Segment Open

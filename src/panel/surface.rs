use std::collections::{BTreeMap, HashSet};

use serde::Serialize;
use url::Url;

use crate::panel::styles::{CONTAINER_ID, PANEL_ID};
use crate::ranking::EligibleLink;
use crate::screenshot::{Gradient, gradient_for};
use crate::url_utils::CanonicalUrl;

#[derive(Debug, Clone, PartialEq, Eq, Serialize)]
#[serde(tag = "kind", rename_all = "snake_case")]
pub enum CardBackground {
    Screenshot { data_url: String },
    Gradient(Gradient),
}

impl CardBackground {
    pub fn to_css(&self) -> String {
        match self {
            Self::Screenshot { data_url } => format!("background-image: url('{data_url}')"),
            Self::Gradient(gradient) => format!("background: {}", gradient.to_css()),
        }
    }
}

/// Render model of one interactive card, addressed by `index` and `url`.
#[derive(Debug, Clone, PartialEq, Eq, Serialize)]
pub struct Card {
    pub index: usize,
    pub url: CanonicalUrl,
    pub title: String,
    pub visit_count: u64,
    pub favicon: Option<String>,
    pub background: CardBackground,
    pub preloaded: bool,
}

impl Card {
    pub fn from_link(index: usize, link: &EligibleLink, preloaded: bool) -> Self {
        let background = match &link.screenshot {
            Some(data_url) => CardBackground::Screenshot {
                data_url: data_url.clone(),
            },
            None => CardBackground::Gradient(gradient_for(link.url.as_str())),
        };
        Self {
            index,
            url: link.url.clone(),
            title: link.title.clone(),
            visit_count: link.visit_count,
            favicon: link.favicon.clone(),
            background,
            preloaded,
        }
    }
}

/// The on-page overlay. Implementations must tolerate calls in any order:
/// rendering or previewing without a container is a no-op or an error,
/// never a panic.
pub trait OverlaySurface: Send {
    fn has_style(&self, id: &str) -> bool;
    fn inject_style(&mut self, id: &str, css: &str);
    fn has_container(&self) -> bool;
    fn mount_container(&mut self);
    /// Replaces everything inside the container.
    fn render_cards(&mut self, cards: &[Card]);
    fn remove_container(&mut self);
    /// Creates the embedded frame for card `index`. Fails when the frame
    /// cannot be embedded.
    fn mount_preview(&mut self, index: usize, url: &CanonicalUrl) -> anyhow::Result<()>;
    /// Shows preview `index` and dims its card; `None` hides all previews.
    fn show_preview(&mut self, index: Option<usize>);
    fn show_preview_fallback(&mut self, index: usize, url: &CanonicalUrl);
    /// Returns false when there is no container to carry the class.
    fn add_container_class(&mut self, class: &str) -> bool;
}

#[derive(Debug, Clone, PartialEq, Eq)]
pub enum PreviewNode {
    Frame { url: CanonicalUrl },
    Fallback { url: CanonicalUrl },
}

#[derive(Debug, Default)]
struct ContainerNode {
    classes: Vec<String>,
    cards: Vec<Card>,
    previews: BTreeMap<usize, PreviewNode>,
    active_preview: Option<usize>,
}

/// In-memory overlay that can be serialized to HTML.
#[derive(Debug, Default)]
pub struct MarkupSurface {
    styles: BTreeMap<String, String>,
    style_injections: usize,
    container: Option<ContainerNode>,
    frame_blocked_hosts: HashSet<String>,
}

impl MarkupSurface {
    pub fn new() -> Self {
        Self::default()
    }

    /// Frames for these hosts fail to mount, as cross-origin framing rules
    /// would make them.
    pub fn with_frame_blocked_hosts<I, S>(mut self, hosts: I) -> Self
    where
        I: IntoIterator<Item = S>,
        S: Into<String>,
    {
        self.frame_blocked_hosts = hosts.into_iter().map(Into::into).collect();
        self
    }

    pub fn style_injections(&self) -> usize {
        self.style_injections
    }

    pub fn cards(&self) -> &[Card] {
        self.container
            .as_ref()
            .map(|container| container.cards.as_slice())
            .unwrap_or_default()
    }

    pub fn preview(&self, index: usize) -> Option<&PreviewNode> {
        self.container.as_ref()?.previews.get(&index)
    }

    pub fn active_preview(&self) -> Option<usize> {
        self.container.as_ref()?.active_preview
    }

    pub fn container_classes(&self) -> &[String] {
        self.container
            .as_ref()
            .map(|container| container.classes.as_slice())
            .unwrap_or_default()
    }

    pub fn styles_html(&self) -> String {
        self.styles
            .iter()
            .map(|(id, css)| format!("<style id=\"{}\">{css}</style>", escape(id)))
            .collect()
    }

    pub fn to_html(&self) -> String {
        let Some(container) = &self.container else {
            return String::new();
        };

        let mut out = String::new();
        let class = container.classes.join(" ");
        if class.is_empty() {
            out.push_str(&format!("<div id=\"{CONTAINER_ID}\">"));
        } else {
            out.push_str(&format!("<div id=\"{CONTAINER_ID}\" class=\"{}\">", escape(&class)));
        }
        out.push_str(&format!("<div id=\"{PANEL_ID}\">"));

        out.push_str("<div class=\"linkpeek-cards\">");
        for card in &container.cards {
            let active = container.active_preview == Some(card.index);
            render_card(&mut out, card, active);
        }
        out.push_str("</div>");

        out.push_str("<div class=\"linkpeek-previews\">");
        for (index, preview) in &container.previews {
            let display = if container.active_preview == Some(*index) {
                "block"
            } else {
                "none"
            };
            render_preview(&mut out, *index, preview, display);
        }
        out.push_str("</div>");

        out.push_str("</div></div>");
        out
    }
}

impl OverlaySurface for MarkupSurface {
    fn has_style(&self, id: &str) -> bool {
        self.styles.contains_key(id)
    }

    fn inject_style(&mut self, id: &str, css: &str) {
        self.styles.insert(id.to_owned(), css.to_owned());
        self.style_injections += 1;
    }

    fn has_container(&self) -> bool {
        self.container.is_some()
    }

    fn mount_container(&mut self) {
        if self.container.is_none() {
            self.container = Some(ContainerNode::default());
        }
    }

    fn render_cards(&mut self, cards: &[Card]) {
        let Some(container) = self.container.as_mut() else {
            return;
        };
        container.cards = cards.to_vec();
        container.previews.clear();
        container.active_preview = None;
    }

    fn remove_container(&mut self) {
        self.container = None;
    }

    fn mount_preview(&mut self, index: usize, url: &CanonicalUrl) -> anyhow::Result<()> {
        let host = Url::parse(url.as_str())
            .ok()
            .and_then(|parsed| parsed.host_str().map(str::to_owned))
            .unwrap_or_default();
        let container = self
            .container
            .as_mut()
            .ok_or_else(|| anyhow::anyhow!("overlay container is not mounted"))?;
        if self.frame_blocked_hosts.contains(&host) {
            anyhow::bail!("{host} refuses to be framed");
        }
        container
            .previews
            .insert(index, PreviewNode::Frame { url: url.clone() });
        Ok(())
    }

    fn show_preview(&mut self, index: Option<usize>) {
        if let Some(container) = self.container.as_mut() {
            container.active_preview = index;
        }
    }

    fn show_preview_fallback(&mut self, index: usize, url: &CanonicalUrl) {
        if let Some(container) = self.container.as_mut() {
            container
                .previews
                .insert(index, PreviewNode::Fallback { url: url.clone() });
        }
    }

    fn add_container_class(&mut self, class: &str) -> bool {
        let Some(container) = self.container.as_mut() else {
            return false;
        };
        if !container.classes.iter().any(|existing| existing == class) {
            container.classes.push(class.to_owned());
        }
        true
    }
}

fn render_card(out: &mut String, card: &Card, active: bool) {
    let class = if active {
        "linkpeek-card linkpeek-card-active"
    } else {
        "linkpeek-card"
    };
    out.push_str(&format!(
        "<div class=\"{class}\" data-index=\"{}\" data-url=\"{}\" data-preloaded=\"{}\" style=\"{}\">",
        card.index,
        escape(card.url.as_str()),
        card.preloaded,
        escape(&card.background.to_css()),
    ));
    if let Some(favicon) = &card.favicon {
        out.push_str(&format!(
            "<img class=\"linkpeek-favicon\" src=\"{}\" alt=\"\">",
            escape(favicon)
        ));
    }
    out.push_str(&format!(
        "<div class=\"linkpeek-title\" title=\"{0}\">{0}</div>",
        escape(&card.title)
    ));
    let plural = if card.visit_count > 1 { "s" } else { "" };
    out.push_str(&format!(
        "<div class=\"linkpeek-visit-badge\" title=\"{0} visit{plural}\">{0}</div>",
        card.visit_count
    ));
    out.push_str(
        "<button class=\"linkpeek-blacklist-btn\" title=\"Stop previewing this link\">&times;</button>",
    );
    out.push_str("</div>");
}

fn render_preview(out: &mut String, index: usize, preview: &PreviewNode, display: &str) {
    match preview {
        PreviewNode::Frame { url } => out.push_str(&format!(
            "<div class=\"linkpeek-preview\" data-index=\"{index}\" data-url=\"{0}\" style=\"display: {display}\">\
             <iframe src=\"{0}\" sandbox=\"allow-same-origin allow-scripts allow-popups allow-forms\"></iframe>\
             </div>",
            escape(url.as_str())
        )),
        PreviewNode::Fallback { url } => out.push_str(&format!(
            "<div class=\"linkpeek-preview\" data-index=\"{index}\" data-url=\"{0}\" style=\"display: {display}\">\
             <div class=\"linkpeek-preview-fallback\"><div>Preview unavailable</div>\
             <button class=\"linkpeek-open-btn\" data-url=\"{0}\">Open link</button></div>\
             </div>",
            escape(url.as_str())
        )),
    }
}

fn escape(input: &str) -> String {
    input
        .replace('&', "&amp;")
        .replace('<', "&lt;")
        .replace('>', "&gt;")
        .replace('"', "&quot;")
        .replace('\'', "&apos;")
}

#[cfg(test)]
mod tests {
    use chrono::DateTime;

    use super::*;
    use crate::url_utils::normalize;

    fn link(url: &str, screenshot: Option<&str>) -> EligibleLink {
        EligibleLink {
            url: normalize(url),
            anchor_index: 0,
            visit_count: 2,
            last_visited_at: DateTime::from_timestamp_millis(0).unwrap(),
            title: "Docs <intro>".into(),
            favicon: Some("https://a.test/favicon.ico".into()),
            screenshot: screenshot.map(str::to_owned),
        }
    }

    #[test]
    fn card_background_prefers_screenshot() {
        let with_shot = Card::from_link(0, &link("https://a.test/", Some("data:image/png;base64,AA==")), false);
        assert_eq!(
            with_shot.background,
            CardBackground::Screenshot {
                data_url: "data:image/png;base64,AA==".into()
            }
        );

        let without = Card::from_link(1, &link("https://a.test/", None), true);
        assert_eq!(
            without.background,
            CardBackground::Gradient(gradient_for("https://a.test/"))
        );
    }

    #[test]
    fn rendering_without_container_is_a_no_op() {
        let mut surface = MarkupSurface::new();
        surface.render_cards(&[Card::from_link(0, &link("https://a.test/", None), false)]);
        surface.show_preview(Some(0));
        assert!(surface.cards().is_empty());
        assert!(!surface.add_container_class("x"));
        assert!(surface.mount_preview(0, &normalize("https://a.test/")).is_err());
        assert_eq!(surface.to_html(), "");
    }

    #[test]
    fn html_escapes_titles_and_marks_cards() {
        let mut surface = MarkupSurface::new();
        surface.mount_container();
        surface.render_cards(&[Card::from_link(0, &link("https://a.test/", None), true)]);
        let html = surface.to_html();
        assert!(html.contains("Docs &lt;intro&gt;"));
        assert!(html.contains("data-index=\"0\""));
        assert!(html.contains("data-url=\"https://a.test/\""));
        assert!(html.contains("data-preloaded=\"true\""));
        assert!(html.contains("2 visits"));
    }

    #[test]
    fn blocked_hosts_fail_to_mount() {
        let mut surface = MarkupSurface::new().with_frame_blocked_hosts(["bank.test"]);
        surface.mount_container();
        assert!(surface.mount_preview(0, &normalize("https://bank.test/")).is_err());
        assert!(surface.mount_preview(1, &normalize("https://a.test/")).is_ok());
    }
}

Segment Closed

_Requirement_: Please count how many lines of the listing include the word "when", giving the number by itself.

_Response to the task_: 2